With all of her accomplishments helping to establish sustainable farming practices in the village—practices that she believes will long outlast her time there—Dannhauser says that what stays with her goes far beyond the gains she made for the village residents; the ultimate profit was becoming an integral member of their community.
“It was the small moments that I enjoyed the most, from the shock on people’s faces when they saw me carrying a giant bag of beans on my way home from the farm, to the joyous laughter of the women when I greeted them in Yemba on my walks around village,” she says. “It was being invited to ceremonies, like funerals and twin ceremonies. It was the easy conversations I could have with friends and neighbors. I gained a new family and became a part of a new community. To be welcomed like that is something I will always remember.”

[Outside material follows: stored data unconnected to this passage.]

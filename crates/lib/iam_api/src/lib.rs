//! # iam_api
//!
//! HTTP API library for the IAM service: a thin axum adapter over
//! `iam_core`'s auth workflow and user store.

pub mod config;
pub mod error;
pub mod handlers;
pub mod middleware;
pub mod models;
pub mod routes;
pub mod services;
pub mod validation;

use std::sync::Arc;

use axum::Router;
use axum::routing::{get, post};
use iam_core::auth::jwt::TokenManager;
use iam_core::auth::service::AuthService;
use iam_core::config::ConfigError;
use iam_core::store::{MemoryUserStore, UserStore};
use tower_http::cors::{Any, CorsLayer};
use tower_http::trace::TraceLayer;

use crate::config::ApiConfig;
use crate::handlers::{auth, health, users};

/// Shared application state passed to all handlers.
#[derive(Clone)]
pub struct AppState {
    /// Auth workflow, holding the user store and token manager.
    pub auth: AuthService,
    /// API configuration.
    pub config: ApiConfig,
}

impl AppState {
    /// Build state with a fresh in-memory user store.
    pub fn new(config: ApiConfig) -> Result<Self, ConfigError> {
        let store = Arc::new(MemoryUserStore::with_bcrypt_cost(config.bcrypt_cost));
        Self::with_store(config, store)
    }

    /// Build state around an existing user store.
    pub fn with_store(config: ApiConfig, store: Arc<dyn UserStore>) -> Result<Self, ConfigError> {
        let tokens = TokenManager::new(config.auth.clone())?;
        Ok(Self {
            auth: AuthService::new(store, tokens),
            config,
        })
    }
}

/// Builds the Axum router with all routes and shared state.
pub fn router(state: AppState) -> Router {
    let cors = CorsLayer::new()
        .allow_origin(Any)
        .allow_methods(Any)
        .allow_headers(Any);

    // Public routes (signout/refresh validate their own bearer token)
    let public = Router::new()
        .route(routes::GET_HEALTH, get(health::health_handler))
        .route(routes::POST_AUTH_SIGNUP, post(auth::signup_handler))
        .route(routes::POST_AUTH_SIGNIN, post(auth::signin_handler))
        .route(routes::POST_AUTH_SIGNOUT, post(auth::signout_handler))
        .route(routes::POST_AUTH_REFRESH, post(auth::refresh_handler));

    // Protected routes (require an access token)
    let protected = Router::new()
        .route(
            routes::USERS,
            get(users::list_users_handler).post(users::create_user_handler),
        )
        .route(routes::USERS_ID, get(users::get_user_handler))
        .layer(axum::middleware::from_fn_with_state(
            state.clone(),
            middleware::auth::require_auth,
        ));

    let mut app = Router::new().merge(public).merge(protected).layer(cors);
    if state.config.request_logging {
        app = app.layer(TraceLayer::new_for_http());
    }
    app.with_state(state)
}
//! Authentication logic.
//!
//! Provides password hashing, JWT issuance/verification and the
//! signup/signin/signout workflow that the API layer drives.

pub mod jwt;
pub mod password;
pub mod service;

use thiserror::Error;

use crate::store::StoreError;
use self::jwt::TokenError;

/// Authentication workflow errors.
///
/// `InvalidToken` deliberately carries no detail about which check failed.
#[derive(Debug, Error, PartialEq, Eq)]
pub enum AuthError {
    #[error("Password and confirmation password do not match")]
    PasswordMismatch,

    #[error("Password must be at most 72 bytes")]
    PasswordTooLong,

    #[error("Email address is already registered")]
    EmailExists,

    #[error("User account not found")]
    NotFound,

    #[error("Invalid credentials")]
    InvalidCredentials,

    #[error("Invalid or expired token")]
    InvalidToken,

    #[error("Internal error: {0}")]
    Internal(String),
}

impl From<StoreError> for AuthError {
    fn from(e: StoreError) -> Self {
        match e {
            StoreError::AlreadyExists(_) => AuthError::EmailExists,
            StoreError::NotFound(_) => AuthError::NotFound,
            StoreError::PasswordTooLong => AuthError::PasswordTooLong,
            StoreError::Internal(msg) => AuthError::Internal(msg),
        }
    }
}

impl From<TokenError> for AuthError {
    fn from(e: TokenError) -> Self {
        match e {
            TokenError::Invalid => AuthError::InvalidToken,
            TokenError::Signing(msg) => AuthError::Internal(msg),
        }
    }
}
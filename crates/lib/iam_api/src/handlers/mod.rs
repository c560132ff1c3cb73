//! Request handlers.

pub mod auth;
pub mod health;
pub mod users;
//! API server configuration.

use std::path::{Path, PathBuf};
use std::str::FromStr;

use chrono::Duration;
use iam_core::auth::password::{BCRYPT_COST, BCRYPT_COST_RANGE};
use iam_core::config::{
    AuthConfig, ConfigError, DEFAULT_ACCESS_TOKEN_TTL_SECS, DEFAULT_CLOCK_SKEW_SECS,
    DEFAULT_REFRESH_TOKEN_TTL_SECS,
};
use rand::distr::Alphanumeric;
use rand::{Rng, rng};
use tracing::{info, warn};

const DEFAULT_BIND_ADDR: &str = "127.0.0.1:8080";
const DEFAULT_ISSUER: &str = "iam";
const DEFAULT_AUDIENCE: &str = "iam-api";

/// Configuration for the API server.
#[derive(Clone, Debug)]
pub struct ApiConfig {
    /// Address to bind the HTTP listener (e.g. "127.0.0.1:8080").
    pub bind_addr: String,
    /// Token issuance settings.
    pub auth: AuthConfig,
    /// bcrypt cost used when hashing new passwords.
    pub bcrypt_cost: u32,
    /// Emit a tracing span per HTTP request.
    pub request_logging: bool,
}

impl ApiConfig {
    /// Reads configuration from environment variables with sensible defaults.
    ///
    /// | Variable                     | Default                          |
    /// |------------------------------|----------------------------------|
    /// | `BIND_ADDR`                  | `127.0.0.1:8080`                 |
    /// | `AUTH_ISSUER`                | `iam`                            |
    /// | `AUTH_AUDIENCE`              | `iam-api`                        |
    /// | `JWT_SECRET` / `AUTH_SECRET` | generated & persisted to file    |
    /// | `ACCESS_TOKEN_TTL_SECS`      | `900`                            |
    /// | `REFRESH_TOKEN_TTL_SECS`     | `604800`                         |
    /// | `CLOCK_SKEW_SECS`            | `5`                              |
    /// | `BCRYPT_COST`                | `10`                             |
    /// | `REQUEST_LOGGING`            | `true`                           |
    pub fn from_env() -> Result<Self, ConfigError> {
        Self::from_lookup(|key| std::env::var(key).ok())
    }

    /// Same as [`ApiConfig::from_env`], reading values through `lookup`.
    pub fn from_lookup<F>(lookup: F) -> Result<Self, ConfigError>
    where
        F: Fn(&str) -> Option<String>,
    {
        let secret = non_empty(&lookup, "JWT_SECRET")
            .or_else(|| non_empty(&lookup, "AUTH_SECRET"))
            .unwrap_or_else(|| resolve_persisted_secret(&jwt_secret_path()));

        let auth = AuthConfig {
            issuer: lookup("AUTH_ISSUER").unwrap_or_else(|| DEFAULT_ISSUER.into()),
            audience: lookup("AUTH_AUDIENCE").unwrap_or_else(|| DEFAULT_AUDIENCE.into()),
            secret: secret.into_bytes(),
            access_token_ttl: Duration::seconds(parse_or(
                &lookup,
                "ACCESS_TOKEN_TTL_SECS",
                DEFAULT_ACCESS_TOKEN_TTL_SECS,
            )?),
            refresh_token_ttl: Duration::seconds(parse_or(
                &lookup,
                "REFRESH_TOKEN_TTL_SECS",
                DEFAULT_REFRESH_TOKEN_TTL_SECS,
            )?),
            clock_skew: Duration::seconds(parse_or(
                &lookup,
                "CLOCK_SKEW_SECS",
                DEFAULT_CLOCK_SKEW_SECS,
            )?),
        };
        auth.validate()?;

        let bcrypt_cost = parse_or(&lookup, "BCRYPT_COST", BCRYPT_COST)?;
        if !BCRYPT_COST_RANGE.contains(&bcrypt_cost) {
            return Err(ConfigError::Invalid {
                key: "BCRYPT_COST",
                reason: format!(
                    "{bcrypt_cost} is outside {}..={}",
                    BCRYPT_COST_RANGE.start(),
                    BCRYPT_COST_RANGE.end()
                ),
            });
        }

        Ok(Self {
            bind_addr: lookup("BIND_ADDR").unwrap_or_else(|| DEFAULT_BIND_ADDR.into()),
            auth,
            bcrypt_cost,
            request_logging: parse_or(&lookup, "REQUEST_LOGGING", true)?,
        })
    }
}

fn non_empty<F>(lookup: &F, key: &str) -> Option<String>
where
    F: Fn(&str) -> Option<String>,
{
    lookup(key).filter(|v| !v.is_empty())
}

/// Parse `key` if set; malformed values are an error rather than a silent default.
fn parse_or<F, T>(lookup: &F, key: &'static str, default: T) -> Result<T, ConfigError>
where
    F: Fn(&str) -> Option<String>,
    T: FromStr,
    T::Err: std::fmt::Display,
{
    match lookup(key) {
        None => Ok(default),
        Some(raw) => raw.trim().parse().map_err(|e: T::Err| ConfigError::Invalid {
            key,
            reason: format!("{raw:?}: {e}"),
        }),
    }
}

/// Read the secret at `path`, or generate and persist a new one.
pub fn resolve_persisted_secret(path: &Path) -> String {
    if let Ok(existing) = std::fs::read_to_string(path) {
        let trimmed = existing.trim();
        if !trimmed.is_empty() {
            return trimmed.to_string();
        }
    }
    let secret: String = rng()
        .sample_iter(&Alphanumeric)
        .take(64)
        .map(char::from)
        .collect();
    if let Some(parent) = path.parent() {
        if let Err(e) = std::fs::create_dir_all(parent) {
            warn!(path = %parent.display(), error = %e, "could not create JWT secret directory");
        }
    }
    match std::fs::write(path, &secret) {
        Ok(()) => info!(path = %path.display(), "generated new JWT secret"),
        Err(e) => warn!(path = %path.display(), error = %e, "could not persist JWT secret"),
    }
    secret
}

/// Path to the persisted JWT secret file.
fn jwt_secret_path() -> PathBuf {
    dirs::data_dir()
        .unwrap_or_else(|| PathBuf::from("."))
        .join("iam")
        .join("jwt-secret")
}
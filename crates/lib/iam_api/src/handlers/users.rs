//! User management handlers. All routes require an access token.

use axum::extract::{Path, State};
use axum::http::StatusCode;
use axum::{Extension, Json};
use tracing::debug;

use crate::AppState;
use crate::error::AppResult;
use crate::middleware::auth::AuthenticatedUser;
use crate::models::{CreateUserRequest, ListUsersResponse, UserResponse};
use crate::services::users;

/// `GET /users`: list all users.
pub async fn list_users_handler(
    State(state): State<AppState>,
    Extension(caller): Extension<AuthenticatedUser>,
) -> AppResult<Json<ListUsersResponse>> {
    debug!(caller = %caller.0.sub, "listing users");
    let all = users::list(&state.auth)?;
    Ok(Json(ListUsersResponse::new(
        "User's list fetched successfully",
        all,
    )))
}

/// `GET /users/{id}`: fetch one user.
pub async fn get_user_handler(
    State(state): State<AppState>,
    Path(id): Path<String>,
) -> AppResult<Json<UserResponse>> {
    let user = users::get_by_id(&state.auth, &id)?;
    Ok(Json(UserResponse::new("User fetched successfully", user)))
}

/// `POST /users`: create a user.
pub async fn create_user_handler(
    State(state): State<AppState>,
    Json(body): Json<CreateUserRequest>,
) -> AppResult<(StatusCode, Json<UserResponse>)> {
    body.validate()?;
    let user = users::create(&state.auth, body).await?;
    Ok((
        StatusCode::CREATED,
        Json(UserResponse::new("User created successfully", user)),
    ))
}
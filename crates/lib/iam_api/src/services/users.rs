//! User service: list/get/create over the shared user store.

use iam_core::auth::service::AuthService;
use iam_core::models::user::User;
use iam_core::redact::redact_email;
use tracing::{info, warn};
use uuid::Uuid;

use super::blocking;
use crate::error::{AppError, AppResult};
use crate::models::CreateUserRequest;

const USER_NOT_FOUND: &str = "User account not found";

/// All users, in no particular order.
pub fn list(auth: &AuthService) -> AppResult<Vec<User>> {
    info!("list users request received");
    let users = auth
        .store()
        .list()
        .inspect_err(|e| warn!(error = %e, "list users failed"))?;
    info!(total_users = users.len(), "list users request successful");
    Ok(users)
}

/// A single user by ID. IDs that are not UUIDs cannot exist, so they are not found.
pub fn get_by_id(auth: &AuthService, id: &str) -> AppResult<User> {
    info!(user_id = %id, "get user request received");
    if Uuid::parse_str(id).is_err() {
        warn!(user_id = %id, "get user failed: malformed id");
        return Err(AppError::NotFound(USER_NOT_FOUND.into()));
    }
    let user = auth.store().query_by_id(id).map_err(|e| {
        warn!(user_id = %id, error = %e, "get user failed");
        AppError::from(e)
    })?;
    info!(user_id = %id, "get user request successful");
    Ok(user)
}

/// Create a user directly (no password confirmation step).
pub async fn create(auth: &AuthService, req: CreateUserRequest) -> AppResult<User> {
    let email = redact_email(&req.email);
    info!(email = %email, "create user request received");

    let store = auth.store().clone();
    let user = blocking(move || store.create(req.into()).map_err(AppError::from))
        .await
        .inspect_err(|e| warn!(email = %email, error = %e, "create user failed"))?;

    info!(email = %email, user_id = %user.id, "create user request successful");
    Ok(user)
}
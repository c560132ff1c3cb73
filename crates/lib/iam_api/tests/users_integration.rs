//! Integration tests: user routes behind the access-token middleware.

mod common;

use axum::http::StatusCode;
use common::{app, send, signed_in};
use serde_json::json;

#[tokio::test]
async fn users_routes_require_a_token() {
    let app = app();
    let (status, _) = send(&app, "GET", "/users", None, None).await;
    assert_eq!(status, StatusCode::UNAUTHORIZED);

    let (status, _) = send(&app, "GET", "/users", Some("not-a-token"), None).await;
    assert_eq!(status, StatusCode::UNAUTHORIZED);
}

#[tokio::test]
async fn refresh_token_is_not_accepted_for_users_routes() {
    let app = app();
    let (_, refresh) = signed_in(&app, "a@b.com").await;
    let (status, _) = send(&app, "GET", "/users", Some(refresh.as_str()), None).await;
    assert_eq!(status, StatusCode::UNAUTHORIZED);
}

#[tokio::test]
async fn list_get_and_create_users() {
    let app = app();
    let (access, _) = signed_in(&app, "a@b.com").await;

    let (status, json) = send(&app, "GET", "/users", Some(access.as_str()), None).await;
    assert_eq!(status, StatusCode::OK);
    let list = json["data"].as_array().unwrap();
    assert_eq!(list.len(), 1);
    assert_eq!(list[0]["email"], "a@b.com");
    assert_eq!(list[0]["status"], "active");
    assert!(list[0].get("passwordHash").is_none());

    let (status, created) = send(
        &app,
        "POST",
        "/users",
        Some(access.as_str()),
        Some(json!({
            "firstName": "John",
            "lastName": "Doe",
            "email": "john@example.com",
            "password": "secure-password",
        })),
    )
    .await;
    assert_eq!(status, StatusCode::CREATED);
    assert_eq!(created["message"], "User created successfully");
    let id = created["data"]["id"].as_str().unwrap().to_string();

    let (status, fetched) = send(&app, "GET", &format!("/users/{id}"), Some(access.as_str()), None).await;
    assert_eq!(status, StatusCode::OK);
    assert_eq!(fetched["data"], created["data"]);

    let (_, json) = send(&app, "GET", "/users", Some(access.as_str()), None).await;
    assert_eq!(json["data"].as_array().unwrap().len(), 2);
}

#[tokio::test]
async fn create_user_with_taken_email_is_conflict() {
    let app = app();
    let (access, _) = signed_in(&app, "a@b.com").await;
    let (status, _) = send(
        &app,
        "POST",
        "/users",
        Some(access.as_str()),
        Some(json!({
            "firstName": "A",
            "lastName": "B",
            "email": "a@b.com",
            "password": "pw123456",
        })),
    )
    .await;
    assert_eq!(status, StatusCode::CONFLICT);
}

#[tokio::test]
async fn get_unknown_user_is_not_found() {
    let app = app();
    let (access, _) = signed_in(&app, "a@b.com").await;

    let unknown = "4d2efde6-448a-4c26-a69a-26c2f9a6de4a";
    let (status, json) = send(&app, "GET", &format!("/users/{unknown}"), Some(access.as_str()), None).await;
    assert_eq!(status, StatusCode::NOT_FOUND);
    assert_eq!(json["message"], "User account not found");

    let (status, _) = send(&app, "GET", "/users/not-a-uuid", Some(access.as_str()), None).await;
    assert_eq!(status, StatusCode::NOT_FOUND);
}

She has also endeavored to add an authorship credit to her growing list of achievements. Her memoir about her years in Baleveng, Nothing Works But Everything Works Out, is scheduled to be released in December 2019. Dannhauser hopes that her readers understand the overarching lesson of determination and “the importance of being patient, flexible, and persistent in their endeavors,” insisting that they apply to any goals. She also believes that her book may help to open eyes and spark curiosity about how other cultures live.
Dannhauser’s plans for the immediate future include law school, where she intends to focus on studies in human rights. In the long term, she’s hoping to become an international human rights attorney, potentially working for an international NGO, the UN, or a private firm that strives to make progress in related areas. She’s not sure where her next academic pursuit will lead, but she maintains a courageous positivity as she prepares for the next step in her journey.
“What I do know is that I hope to continue to make a difference in the world—and I am confident that I will find my best path to do so.”